海岸清掃やロボットを使った海洋環境教育などを行う「海洋環境保全グループ SOM」▲海岸清掃を通して、海岸のごみの現実を実際に目にしてもらいます。

海岸清掃やロボットを使った海洋環境教育などを行う「海洋環境保全グループ SOM」▲子どもたちに話をする際は、飽きさせないようにさまざまな工夫をして話を展開します。

大好きなものを守るために自分ができること

人間が出すごみによって、海が汚染される”海洋ごみ問題”。2015年9月の国連サミットで採択されたSDGs(持続可能な開発目標)では、“海の豊かさを守ろう”という目標も掲げられるなど、全世界が課題としている問題です。

そんな問題を解決したいと立ち上がった一人が、落合真弘さん。当時、鈴鹿中等教育学校に通う2年生だった落合さんは、釣りをするために行った海岸のごみを目にして衝撃を受けました。もともと海の生物が大好きだった落合さんは、海外の“海洋ごみ”の存在はテレビを通して知っていましたが、その時に初めて海洋ごみは日本の問題でもあるということに直面したのです。自分が大好きな海の生物たちが、自分たち人間が出すごみのせいで苦しんでいる。その現実を変えるために、落合さんは同級生に声を掛け、“鈴鹿中学・高等学校SOM”という海洋環境保全グループを立ち上げました。活動の目的は“海ごみ問題解決”。海岸清掃などは実施しつつも、海にごみを捨てる人の気持ちを変えなければならないという想いがありました。そのためにはまず海の生物を知ってもらうこと。実際に水槽にいる魚と触れ合ってもらうということも考えましたが、魚を知るための活動で、人間と触れ合うことによって魚が弱ってしまうことに疑問を持った落合さんは、過去にロボットを作ったことがあるという経験から、海の生物の形を模したロボットを製作。そのロボットを手にし、幼稚園などで海洋環境教育を実施し、活動の幅を広げていきました。

中学・高校時代の海洋環境保全活動を経て、現在は慶應義塾大学SFC環境情報学部に通う大学1年生の落合さんは次のように話します。「環境教育を行う際、海洋ごみが“多い”という言葉、海の生物が“かわいそう”という言葉、この2つの言葉は言わないようにしています。それは僕が諭すことではなく、目にした人たちが自分自身で感じてほしいからです」。高校を卒業した現在も“海洋環境保全グループ SOM”の代表を務める落合さんは、グループの活動を全国に広めることを目標に、個人としても新しい環境教育の展開を目指しているそうです。“これから捨てられるごみ=未来のごみ”を減らす活動は、さまざまな方法を経てこれからも続いていきます。

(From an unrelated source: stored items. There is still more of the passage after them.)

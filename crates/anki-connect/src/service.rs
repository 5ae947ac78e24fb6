//! MediaService trait: the remote actions the reconciler needs.

use async_trait::async_trait;
use std::collections::HashSet;
use std::path::Path;

use crate::types::Note;
use crate::{AnkiError, Result};

/// Remote note and media store.
///
/// Implementors provide the four raw actions. The provided methods layer the
/// calling policy on top: note fetches are split into sequential batches, and
/// uploads never fail the caller.
#[async_trait]
pub trait MediaService: Send + Sync {
    /// `findNotes`: ids of every note matching `query`.
    async fn find_note_ids(&self, query: &str) -> Result<Vec<i64>>;

    /// `notesInfo`: note bodies for `ids`, in the same order.
    async fn notes_info(&self, ids: &[i64]) -> Result<Vec<Note>>;

    /// `getMediaFilesNames`: remote media filenames matching `pattern`.
    async fn media_file_names(&self, pattern: &str) -> Result<Vec<String>>;

    /// `storeMediaFile`: upload the file at `path` as `filename`, replacing
    /// any remote file with that name.
    async fn store_media_file(&self, filename: &str, path: &Path) -> Result<()>;

    /// Ids of every note in the collection.
    async fn list_all_note_ids(&self) -> Result<Vec<i64>> {
        self.find_note_ids("*").await
    }

    /// Fetch note bodies at most `batch_size` ids per request.
    ///
    /// Batches go out one at a time, each awaited before the next, and the
    /// results are concatenated in request order.
    async fn fetch_notes(&self, ids: &[i64], batch_size: usize) -> Result<Vec<Note>> {
        if batch_size == 0 {
            return Err(AnkiError::InvalidBatchSize);
        }

        let mut notes = Vec::with_capacity(ids.len());
        for (i, batch) in ids.chunks(batch_size).enumerate() {
            tracing::debug!("Fetching note batch {} ({} ids)", i + 1, batch.len());
            notes.extend(self.notes_info(batch).await?);
        }
        Ok(notes)
    }

    /// Every media filename currently stored remotely.
    async fn list_remote_media_filenames(&self) -> Result<HashSet<String>> {
        Ok(self.media_file_names("*").await?.into_iter().collect())
    }

    /// Upload a file, reporting failure as `false` instead of an error.
    async fn upload_media(&self, filename: &str, path: &Path) -> bool {
        match self.store_media_file(filename, path).await {
            Ok(()) => true,
            Err(e) => {
                tracing::warn!("Failed to send {}: {}", filename, e);
                false
            }
        }
    }
}

#[cfg(test)]
mod tests {
    use super::*;
    use std::sync::Mutex;

    /// Records every notesInfo batch and fails stores for one filename.
    #[derive(Default)]
    struct Recording {
        batches: Mutex<Vec<Vec<i64>>>,
        fail_note_batch: Option<usize>,
    }

    #[async_trait]
    impl MediaService for Recording {
        async fn find_note_ids(&self, query: &str) -> Result<Vec<i64>> {
            assert_eq!(query, "*");
            Ok(vec![1, 2, 3])
        }

        async fn notes_info(&self, ids: &[i64]) -> Result<Vec<Note>> {
            let mut batches = self.batches.lock().unwrap();
            if Some(batches.len()) == self.fail_note_batch {
                return Err(AnkiError::Remote {
                    action: "notesInfo".into(),
                    message: "collection is not available".into(),
                });
            }
            batches.push(ids.to_vec());
            Ok(ids
                .iter()
                .map(|&id| Note {
                    note_id: id,
                    ..Default::default()
                })
                .collect())
        }

        async fn media_file_names(&self, pattern: &str) -> Result<Vec<String>> {
            assert_eq!(pattern, "*");
            Ok(vec!["a.png".into(), "b.png".into(), "a.png".into()])
        }

        async fn store_media_file(&self, filename: &str, _path: &Path) -> Result<()> {
            if filename == "bad.png" {
                Err(AnkiError::Remote {
                    action: "storeMediaFile".into(),
                    message: "permission denied".into(),
                })
            } else {
                Ok(())
            }
        }
    }

    #[tokio::test]
    async fn test_fetch_notes_batches_of_one() {
        let service = Recording::default();
        let ids = service.list_all_note_ids().await.unwrap();
        let notes = service.fetch_notes(&ids, 1).await.unwrap();

        assert_eq!(
            *service.batches.lock().unwrap(),
            vec![vec![1], vec![2], vec![3]]
        );
        let fetched: Vec<_> = notes.iter().map(|n| n.note_id).collect();
        assert_eq!(fetched, vec![1, 2, 3]);
    }

    #[tokio::test]
    async fn test_fetch_notes_uneven_batches() {
        let service = Recording::default();
        let ids: Vec<i64> = (1..=5).collect();
        let notes = service.fetch_notes(&ids, 2).await.unwrap();

        assert_eq!(
            *service.batches.lock().unwrap(),
            vec![vec![1, 2], vec![3, 4], vec![5]]
        );
        assert_eq!(notes.len(), 5);
    }

    #[tokio::test]
    async fn test_fetch_notes_empty_ids_issues_no_requests() {
        let service = Recording::default();
        let notes = service.fetch_notes(&[], 50).await.unwrap();
        assert!(notes.is_empty());
        assert!(service.batches.lock().unwrap().is_empty());
    }

    #[tokio::test]
    async fn test_fetch_notes_rejects_zero_batch_size() {
        let service = Recording::default();
        let result = service.fetch_notes(&[1], 0).await;
        assert!(matches!(result, Err(AnkiError::InvalidBatchSize)));
    }

    #[tokio::test]
    async fn test_fetch_notes_stops_on_failed_batch() {
        let service = Recording {
            fail_note_batch: Some(1),
            ..Default::default()
        };
        let result = service.fetch_notes(&[1, 2, 3], 1).await;

        assert!(matches!(result, Err(AnkiError::Remote { .. })));
        assert_eq!(*service.batches.lock().unwrap(), vec![vec![1]]);
    }

    #[tokio::test]
    async fn test_remote_filenames_deduplicated() {
        let service = Recording::default();
        let names = service.list_remote_media_filenames().await.unwrap();
        assert_eq!(names.len(), 2);
        assert!(names.contains("a.png"));
    }

    #[tokio::test]
    async fn test_upload_media_swallows_errors() {
        let service = Recording::default();
        assert!(service.upload_media("good.png", Path::new("/v/good.png")).await);
        assert!(!service.upload_media("bad.png", Path::new("/v/bad.png")).await);
    }
}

海岸清掃やロボットを使った海洋環境教育などを行う「海洋環境保全グループ SOM」

海岸清掃やロボットを使った海洋環境教育などを行う「海洋環境保全グループ SOM」▲魚の“スズキ”を模したロボットを製作している様子。魚の写真を見たり、実物の魚を購入するなどして、形や動き方を実際のスズキに近づけていきます。

海岸清掃やロボットを使った海洋環境教育などを行う「海洋環境保全グループ SOM」▲これまでに製作したロボットは、ウミガメやイルカ、スナメリなど多数!